The New American Herbal by Stephen Orr
I have a “thing” for herb books. There are probably twenty of them in my library and all have a specific purpose. Some tell me how to grow common herbs. Some tell me how to use herbs in medicinal applications. A few even talk about using herbs in soap making and cosmetics. The New American Herbal by Stephen Orr combines all these into one terrific volume.
Respected author and Editor Stephen Orr has written this collection with the tradition of the old medieval herbal, an ancient manual of plants used for medicinal purposes. Hundreds or thousands of medicinal plants were known in ancient India, China, and Greece and medieval Europe. The New American Herbal has beautiful pictures and information on hundreds of plants – from Agrimony to Yarrow.
What I Like About This Volume
Each plant listing has a section describing the category of the plant. This ranges from culinary, fragrant, dyeing, ornamental and more. Especially helpful to me were categorizing plants as “deer resistant” and “medicinal”, two things I’m interested in as I begin a new herb garden.
Mr. Orr also talks about the plant type – annual or perennial and what zones you can expect to have success growing them. Common and botanical names are used throughout, so I know what to look for when I’m purchasing at the nursery or ordering online.
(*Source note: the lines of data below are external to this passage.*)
// warden-core/src/domain/tenancy/coverage.rs

use super::predicate::PredicateMatcher;
use super::structure::{BranchKind, QueryExpr, Relation, RelationKind, SelectBranch, TokenStream};
use super::lexer::TokenKind;

/// How rows of a query expression reach the caller.
#[derive(Debug, Clone, Copy, PartialEq, Eq)]
pub enum Exposure {
    /// Rows flow straight to the caller: every relation needs its own proof.
    Direct,
    /// Rows are filtered by the enclosing query on the tenant column, so a
    /// single-relation branch projecting `*` is already scoped.
    Filtered,
}

/// Proves that every relation of a parsed statement is tenant-scoped.
pub struct CoverageChecker<'s, 'a> {
    stream: &'s TokenStream<'a>,
    matcher: &'s PredicateMatcher<'s>,
}

impl<'s, 'a> CoverageChecker<'s, 'a> {
    pub fn new(stream: &'s TokenStream<'a>, matcher: &'s PredicateMatcher<'s>) -> Self {
        Self { stream, matcher }
    }

    pub fn stream(&self) -> &'s TokenStream<'a> {
        self.stream
    }

    pub fn matcher(&self) -> &'s PredicateMatcher<'s> {
        self.matcher
    }

    pub fn check_query(&self, query: &QueryExpr, ctes: &[String], exposure: Exposure) -> Result<(), String> {
        let mut scope = ctes.to_vec();
        for cte in &query.ctes {
            let mut body_scope = scope.clone();
            if query.recursive {
                body_scope.push(cte.name.clone());
            }
            self.check_query(&cte.body, &body_scope, Exposure::Direct)
                .map_err(|reason| format!("in common table expression '{}': {reason}", cte.name))?;
            scope.push(cte.name.clone());
        }

        let exposure = branch_exposure(query, exposure);
        for branch in &query.branches {
            match &branch.kind {
                BranchKind::Select(select) => self.check_select(select, &scope, exposure)?,
                BranchKind::Nested(inner) => self.check_query(inner, &scope, exposure)?,
                BranchKind::Values(subqueries) => {
                    for subquery in subqueries {
                        self.check_query(subquery, &scope, Exposure::Direct)?;
                    }
                }
            }
        }
        for subquery in &query.tail_subqueries {
            self.check_query(subquery, &scope, Exposure::Direct)?;
        }
        Ok(())
    }

    pub fn check_select(&self, select: &SelectBranch, ctes: &[String], exposure: Exposure) -> Result<(), String> {
        for subquery in &select.subqueries {
            self.check_query(subquery, ctes, Exposure::Direct)?;
        }

        let proofs = self.proofs(select);
        for relation in &select.relations {
            let covered = self.is_covered(select, relation, &proofs, exposure);
            match &relation.kind {
                RelationKind::Table { .. } => {
                    let is_cte = relation
                        .cte_candidate()
                        .is_some_and(|name| ctes.iter().any(|cte| cte == name));
                    if !covered && !is_cte {
                        return Err(self.unscoped(relation));
                    }
                }
                // row generators carry no tenant data of their own
                RelationKind::Function { arguments, .. } => {
                    for argument in arguments {
                        self.check_query(argument, ctes, Exposure::Direct)?;
                    }
                }
                RelationKind::Derived(inner) => {
                    let inner_exposure = if covered { Exposure::Filtered } else { Exposure::Direct };
                    self.check_query(inner, ctes, inner_exposure)
                        .map_err(|reason| format!("in derived table '{}': {reason}", relation.qualifier))?;
                }
            }
        }
        Ok(())
    }

    /// Qualifiers proven by WHERE, plus HAVING proofs on grouped tenant columns.
    pub fn proofs(&self, select: &SelectBranch) -> Vec<Option<String>> {
        let mut proofs = select
            .where_clause
            .clone()
            .map(|clause| self.matcher.scoped_qualifiers(self.stream, clause))
            .unwrap_or_default();

        if let (Some(having), Some(group_by)) = (&select.having, &select.group_by) {
            let grouped = self.matcher.column_references(self.stream, group_by.clone());
            proofs.extend(
                self.matcher
                    .scoped_qualifiers(self.stream, having.clone())
                    .into_iter()
                    .filter(|qualifier| grouped.contains(qualifier)),
            );
        }
        proofs
    }

    pub fn is_covered(
        &self,
        select: &SelectBranch,
        relation: &Relation,
        proofs: &[Option<String>],
        exposure: Exposure,
    ) -> bool {
        // a renamed column list detaches the qualifier from the real tenant column
        if relation.column_aliases {
            return false;
        }
        let single = select.relations.len() == 1;
        let proven = proofs.iter().any(|proof| match proof {
            Some(qualifier) => *qualifier == relation.qualifier,
            None => single,
        });
        proven || (exposure == Exposure::Filtered && single && self.projects_all_columns(select, relation))
    }

    /// `SELECT *` or `SELECT q.*` over the relation: the tenant column seen by
    /// an enclosing filter is the relation's own column.
    pub fn projects_all_columns(&self, select: &SelectBranch, relation: &Relation) -> bool {
        let projection = self.stream.slice(select.projection.clone());
        match projection {
            [star] => star.is_op("*"),
            [qualifier, dot, star] => {
                qualifier.ident_key().as_deref() == Some(relation.qualifier.as_str())
                    && dot.kind == TokenKind::Dot
                    && star.is_op("*")
            }
            _ => false,
        }
    }

    fn unscoped(&self, relation: &Relation) -> String {
        format!(
            "relation '{}' is not filtered by {} = <tenant>",
            relation.qualifier,
            self.matcher.column()
        )
    }
}

/// Positional set operations can rename columns across branches, so only a
/// single-branch expression inherits the enclosing filter.
pub fn branch_exposure(query: &QueryExpr, exposure: Exposure) -> Exposure {
    if query.branches.len() == 1 {
        exposure
    } else {
        Exposure::Direct
    }
}
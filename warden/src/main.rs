// warden/src/main.rs

mod cli;
mod commands;

use clap::Parser;

use cli::{Cli, Commands, optimize_override};
use commands::explain::ExplainOptions;
use commands::query::QueryOptions;
use commands::rules::RulesOptions;

#[tokio::main]
async fn main() -> anyhow::Result<()> {
    // RUST_LOG=debug warden query ... pour voir les détails
    tracing_subscriber::fmt().with_writer(std::io::stderr).init();

    let cli = Cli::parse();

    match cli.command {
        // --- USE CASE: GOVERNED QUERY ---
        Commands::Query {
            query,
            data_source,
            tenant,
            user,
            role,
            org_unit,
            optimize,
            no_optimize,
            format,
            project_dir,
        } => {
            commands::query::execute(QueryOptions {
                query,
                data_source,
                caller: commands::caller(tenant, user, role, org_unit),
                optimize: optimize_override(optimize, no_optimize),
                format,
                project_dir,
            })
            .await?;
        }

        // --- USE CASE: GUARD ONLY ---
        Commands::Secure {
            query,
            tenant,
            tenant_column,
        } => commands::secure::execute(query, tenant, tenant_column)?,

        Commands::Validate {
            query,
            tenant,
            tenant_column,
        } => commands::validate::execute(query, tenant, tenant_column)?,

        // --- USE CASE: OPTIMIZER PLAN ---
        Commands::Explain {
            query,
            tenant,
            tenant_column,
            provider,
            max_rows,
        } => commands::explain::execute(ExplainOptions {
            query,
            tenant,
            tenant_column,
            provider,
            max_rows,
        })?,

        // --- USE CASE: RULE INSPECTION ---
        Commands::Rules {
            resource,
            tenant,
            user,
            role,
            org_unit,
            format,
            project_dir,
        } => {
            commands::rules::execute(RulesOptions {
                resource,
                caller: commands::caller(tenant, user, role, org_unit),
                format,
                project_dir,
            })
            .await?;
        }
    }

    Ok(())
}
I addition to the plant pages, there are other little nuggets of information I found helpful
- Herbs for shade – see page 155
- Make an herbal bath bundle with these herbs – see page 206
- Herbs that germinate easily from seed – see page 22
- Dye plants – see page 359
- Herbs that help heal wounds – see page 17
The New American Herbal has 45 culinary recipes throughout the pages, so you can not only grow, but cook with the herbs in your garden. Summer Pudding with Lemon Verbena uses the fruit and herb bounty of your garden. It sure looks yummy!
Who is this book for?
If you are a gardener and herbalist looking to expand your knowledge about hundreds of common and little-known herbs, this volume is for you. The pictures are beautiful and the background information on each of the herbs is easy to understand. This book makes the perfect reference volume for your herb library and you will gain a general knowledge about the possibilities for each herb listed.
The recipes will interest you if you are looking to use the herbs you grow in new culinary ways.
What you won’t find
The first 60 pages cover topics like propagating herbs, drying techniques and making herbal preparations. You are given just enough information to try it yourself, but not detailed information to make you an expert. The New American Herbal will give you general medicinal uses for each plant but not how to make your own herbal preparations with them.
Explore the versatility of herbs
All in all, I think The New American Herbal is a great addition to my herb library. As I looked through the pages I found several herbs that I have not grown before and will beautify my new herb garden.
I’m starting with elecampane (Inula helenium), a medicinal and ornamental perennial herb that is easily grown from seed. It has antibiotic properties and is good for treating chest complaints. I think its beautiful yellow flowers will make a fantastic addition to my yard. Luckily the sources section has 15 nurseries that sell seeds and plants. I’m sure to find what I’m looking for!
The publisher information for this book says it is “meticulously researched and exhaustive in its scope, The New American Herbal is an irresistible invitation to explore the versatility of herbs in all their beauty and variety.” I completely agree.
Blogging for Books provided a free copy of The New American Herbal by Stephen Orr, in exchange for this review. The opinions are entirely my own.
Vulnerary Herbs are ones that help heal wounds. Are you growing any of these in your garden? Agrimony, Calendula, Comfrey, Gotu Kola, St Johns wort, Tea Tree, Yarrow.